Regalia News – Direktorat Reserse Kriminal Umum Polda Riau bergerak cepat menindaklanjuti laporan dugaan Tindak Pidana Perdagangan Orang (TPPO) yang menimpa seorang warga Kabupaten Siak.
Korban berinisial SS (22) dilaporkan berada dalam kondisi mengkhawatirkan di Phnom Penh, Kamboja. Sebelumnya, ia sempat berpamitan kepada keluarga untuk bekerja di Malaysia.
Direktur Reserse Kriminal Umum Polda Riau, Kombes Pol Hasyim Risahondua, mengatakan pihaknya telah melakukan langkah awal penyelidikan dengan mengumpulkan keterangan dari keluarga korban di Desa Rawang Kao, Kecamatan Lubuk Dalam.pada 5/03/26
Langkah tersebut dilakukan segera setelah pihak kepolisian menerima informasi mengenai kondisi korban yang memprihatinkan.
Peristiwa ini bermula pada 12 Desember 2025 ketika SS berangkat ke Malaysia untuk bekerja sebagai Tenaga Kerja Wanita (TKW).

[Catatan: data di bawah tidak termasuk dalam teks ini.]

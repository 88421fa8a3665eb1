//! Floating point helpers built on the approx crate. Probabilities and shares in this crate are
//! compared through these functions rather than with `==`.

use approx::AbsDiffEq;

/// Absolute tolerance used when checking that the severity shares of a pathogen sum to one.
pub const SHARE_TOLERANCE: f64 = 1e-9;

/// Compares if two floats are close via `approx::abs_diff_eq` using a maximum absolute difference
/// (epsilon) of `acc`.
#[must_use]
pub fn almost_eq(a: f64, b: f64, acc: f64) -> bool {
    if a.is_infinite() && b.is_infinite() {
        return a == b;
    }
    a.abs_diff_eq(&b, acc)
}

/// Returns true if `value` is a finite number in the closed unit interval.
#[must_use]
pub fn is_probability(value: f64) -> bool {
    value.is_finite() && (0.0..=1.0).contains(&value)
}

#[macro_export]
macro_rules! assert_almost_eq {
    ($a:expr, $b:expr, $prec:expr $(,)?) => {
        if !$crate::numeric::almost_eq($a, $b, $prec) {
            panic!(
                "assertion failed: `abs(left - right) < {:e}`, (left: `{}`, right: `{}`)",
                $prec, $a, $b
            );
        }
    };
}
use criterion::{criterion_group, criterion_main, BenchmarkId, Criterion};
use episim::interaction::InteractionConfig;
use episim::random::seeded_rng;
use episim::{Parameters, Report, SimulationSettings};

static SEED: u64 = 123;
static ITERATIONS: usize = 30;

fn run(parameters: &Parameters) -> Report {
    let mut rng = seeded_rng(SEED);
    let pathogen = parameters.build_pathogen().unwrap();
    let mut population = parameters.build_population(&mut rng).unwrap();
    let interaction = parameters.build_interaction();
    episim::simulate_with(
        &mut population,
        &pathogen,
        parameters.iterations,
        parameters.settings(),
        interaction.as_ref(),
        &mut rng,
    )
    .unwrap()
}

pub fn criterion_benchmark(c: &mut Criterion) {
    c.bench_function("default parameters", |bencher| {
        let parameters = Parameters::default();
        bencher.iter_with_large_drop(|| run(&parameters));
    });

    let mut group = c.benchmark_group("population size");
    for population_size in [1_000, 5_000, 20_000] {
        let parameters = Parameters {
            population_size,
            initial_cases: population_size / 50,
            iterations: ITERATIONS,
            interaction: InteractionConfig::Constant { rounds: 2 },
            ..Parameters::default()
        };
        group.bench_with_input(
            BenchmarkId::from_parameter(population_size),
            &parameters,
            |bencher, parameters| bencher.iter_with_large_drop(|| run(parameters)),
        );
    }
    group.finish();

    c.bench_function("single day", |bencher| {
        let parameters = Parameters::default();
        let pathogen = parameters.build_pathogen().unwrap();
        let interaction = parameters.build_interaction();
        bencher.iter_batched(
            || {
                let mut rng = seeded_rng(SEED);
                let population = parameters.build_population(&mut rng).unwrap();
                (population, rng)
            },
            |(mut population, mut rng)| {
                let settings = SimulationSettings::new(0.8, 1.0);
                episim::simulate_with(
                    &mut population,
                    &pathogen,
                    1,
                    settings,
                    interaction.as_ref(),
                    &mut rng,
                )
                .unwrap()
            },
            criterion::BatchSize::SmallInput,
        );
    });
}

criterion_group!(simulate_benches, criterion_benchmark);
criterion_main!(simulate_benches);
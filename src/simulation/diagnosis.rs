use log::trace;

use crate::population::Population;

/// Diagnoses undiagnosed symptomatic individuals, in population order, up to a budget of
/// `floor(diagnosis_rate * infected_without_diagnosis)`. Asymptomatic, healthy and immunized
/// individuals are never diagnosed. Returns the number of new diagnoses.
#[allow(
    clippy::cast_precision_loss,
    clippy::cast_possible_truncation,
    clippy::cast_sign_loss
)]
pub fn diagnose_population(population: &mut Population, diagnosis_rate: f64) -> usize {
    let mut budget =
        (diagnosis_rate * population.infected_without_diagnosis() as f64).floor() as usize;
    trace!("diagnosis budget {}", budget);

    let mut diagnosed = 0;
    for individual in population.individuals_mut() {
        if budget == 0 {
            break;
        }
        if individual.is_diagnosed() || !individual.state().kind().is_symptomatic() {
            continue;
        }
        individual.diagnose();
        budget -= 1;
        diagnosed += 1;
    }
    diagnosed
}
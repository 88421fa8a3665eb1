use std::fmt::{self, Display};

use crate::health_state::{HealthState, DIAGNOSED_CAPACITY};

/// One simulated agent.
#[derive(Clone, Debug, Default, PartialEq)]
pub struct Individual {
    state: HealthState,
    diagnosed: bool,
}

impl Individual {
    #[must_use]
    pub fn new(state: HealthState) -> Self {
        Individual {
            state,
            diagnosed: false,
        }
    }

    #[must_use]
    pub fn state(&self) -> &HealthState {
        &self.state
    }

    pub(crate) fn state_mut(&mut self) -> &mut HealthState {
        &mut self.state
    }

    /// Replaces the health state wholesale. The diagnosis flag is left untouched.
    pub fn set_state(&mut self, state: HealthState) {
        self.state = state;
    }

    #[must_use]
    pub fn is_diagnosed(&self) -> bool {
        self.diagnosed
    }

    /// Marks the individual as diagnosed and isolates it by dropping its interaction capacity.
    /// The flag never goes back to false.
    pub fn diagnose(&mut self) {
        self.diagnosed = true;
        self.state.set_interaction_capacity(DIAGNOSED_CAPACITY);
    }
}

impl Display for Individual {
    fn fmt(&self, f: &mut fmt::Formatter) -> fmt::Result {
        write!(f, "<Individual, State: {}", self.state)?;
        if self.diagnosed {
            write!(f, ", diagnosed")?;
        }
        write!(f, ">")
    }
}
use std::fmt::{self, Debug, Display};
use std::io;

/// Provides `EpisimError` and maps to other errors to
/// convert to an `EpisimError`
#[derive(Debug)]
#[allow(clippy::module_name_repetitions)]
pub enum EpisimError {
    IoError(io::Error),
    JsonError(serde_json::Error),
    CSVError(csv::Error),
    /// The four severity shares of a pathogen did not sum to one.
    InvalidShares {
        sum: f64,
    },
    ConfigError(String),
}

impl From<io::Error> for EpisimError {
    fn from(error: io::Error) -> Self {
        EpisimError::IoError(error)
    }
}

impl From<serde_json::Error> for EpisimError {
    fn from(error: serde_json::Error) -> Self {
        EpisimError::JsonError(error)
    }
}

impl From<csv::Error> for EpisimError {
    fn from(error: csv::Error) -> Self {
        EpisimError::CSVError(error)
    }
}

impl From<String> for EpisimError {
    fn from(error: String) -> Self {
        EpisimError::ConfigError(error)
    }
}

impl From<&str> for EpisimError {
    fn from(error: &str) -> Self {
        EpisimError::ConfigError(error.to_string())
    }
}

impl std::error::Error for EpisimError {}

impl Display for EpisimError {
    fn fmt(&self, f: &mut fmt::Formatter) -> fmt::Result {
        match self {
            EpisimError::InvalidShares { sum } => {
                write!(f, "Error: severity shares have to sum 1, instead they sum {sum:.4}")
            }
            EpisimError::ConfigError(message) => write!(f, "Error: {message}"),
            _ => write!(f, "Error: {self:?}"),
        }
    }
}
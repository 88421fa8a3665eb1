use log::{debug, trace};
use rand::Rng;
use serde_derive::{Deserialize, Serialize};

use crate::health_state::HealthState;
use crate::interaction::InteractionModel;
use crate::pathogen::Pathogen;
use crate::population::Population;
use crate::random::RngSampleExt;

/// Which side of an effective contact can be infected.
///
/// The contact step pairs a *scanning* individual (the one the round is iterating over) with a
/// randomly sampled *partner*.
#[derive(Copy, Clone, Debug, Default, PartialEq, Eq, Serialize, Deserialize)]
#[serde(rename_all = "snake_case")]
pub enum ExposureRule {
    /// Either party can infect the other: an infected scanner exposes a healthy partner, and an
    /// infected partner exposes a healthy scanner.
    #[default]
    Symmetric,
    /// Only an infected scanner exposes a healthy partner. A healthy scanner is never infected
    /// by its partner. Epidemics spread more slowly under this rule.
    Directional,
}

#[derive(Copy, Clone, Debug, PartialEq, Eq)]
enum Party {
    Scanner,
    Partner,
}

/// Decides who, if anyone, is exposed by an effective contact. Only state families are
/// compared: severity does not matter, and immunized individuals are never exposed.
fn exposed_party(scanner: &HealthState, partner: &HealthState, rule: ExposureRule) -> Option<Party> {
    if scanner.is_infected() && partner.is_healthy() {
        return Some(Party::Partner);
    }
    if rule == ExposureRule::Symmetric && partner.is_infected() && scanner.is_healthy() {
        return Some(Party::Scanner);
    }
    None
}

/// Runs one day of contacts and returns the number of new infections.
///
/// The interaction model sizes the day. Every round walks the live population in order and
/// pairs each individual with a partner drawn uniformly with replacement (possibly itself).
/// The contact is effective with probability equal to the product of the two interaction
/// capacities. States are updated immediately, so someone infected early in a round can
/// infect others later in the same round.
///
/// Per pairing the draws are: partner index, contact test, then the one or two draws of
/// [`Pathogen::infect`] if someone is exposed.
pub fn generate_interactions<M, R>(
    population: &mut Population,
    pathogen: &Pathogen,
    activity_level: f64,
    interaction: &M,
    exposure_rule: ExposureRule,
    rng: &mut R,
) -> usize
where
    M: InteractionModel + ?Sized,
    R: Rng + ?Sized,
{
    let rounds = interaction.interactions(population.len(), activity_level, population.space());
    debug!(
        "{} contact rounds for {} individuals",
        rounds,
        population.len()
    );
    if population.is_empty() {
        return 0;
    }

    let individuals = population.individuals_mut();
    let len = individuals.len();
    let mut infections = 0;
    for _ in 0..rounds {
        for index in 0..len {
            let partner = rng.sample_index(len);
            let contact_probability = individuals[index].state().interaction_capacity()
                * individuals[partner].state().interaction_capacity();
            if rng.sample_unit() >= contact_probability {
                continue;
            }

            let target = match exposed_party(
                individuals[index].state(),
                individuals[partner].state(),
                exposure_rule,
            ) {
                Some(Party::Scanner) => index,
                Some(Party::Partner) => partner,
                None => continue,
            };
            let outcome = pathogen.infect(rng);
            if outcome.is_infected() {
                trace!("individual {} infected ({})", target, outcome);
                individuals[target].set_state(outcome);
                infections += 1;
            }
        }
    }
    infections
}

“Berdasarkan pengakuan keluarga, korban saat itu merasa tenang karena memiliki rekan kerja bernama Bram Silitonga yang telah menantinya di negara jiran tersebut,” ujar Hasyim, Rabu (4/3/2026).
Memasuki Januari 2026, keluarga mulai diliputi kekhawatiran. Dalam komunikasi singkat, SS menyampaikan bahwa dirinya sakit dan ternyata telah berada di Phnom Penh, Kamboja, bukan lagi di Malaysia tanpa penjelasan yang jelas kepada pihak keluarga.
Kondisi kesehatannya dilaporkan terus memburuk hingga tidak mampu menggerakkan anggota tubuhnya.
Informasi yang diterima keluarga menyebutkan korban tengah dirawat di salah satu rumah sakit di ibu kota Kamboja tersebut dalam kondisi serius.
Di tengah situasi tersebut, keluarga juga mengaku mendapat intimidasi dari seorang pria yang mengaku sebagai rekan korban.
Pria tersebut diduga meminta sejumlah uang untuk biaya pengobatan dan mengancam korban akan disuntik mati apabila permintaan tersebut tidak dipenuhi.
“Menanggapi situasi ini, kami tengah mendalami apakah kasus ini murni TPPO atau bagian dari sindikat scam internasional,” jelasnya.
Penempatan kerja nonprosedural ke luar negeri kerap menjadi celah terjadinya praktik eksploitasi yang membahayakan keselamatan warga negara Indonesia.
Saat ini, Polda Riau terus berkoordinasi dengan instansi terkait serta otoritas lintas negara guna memastikan lokasi korban dan menjamin keselamatannya.
“Kami juga mengimbau masyarakat agar tidak mudah tergiur tawaran kerja luar negeri yang menjanjikan kemudahan tanpa dokumen resmi agar tidak terjebak dalam praktik perdagangan manusia,” pungkasnya.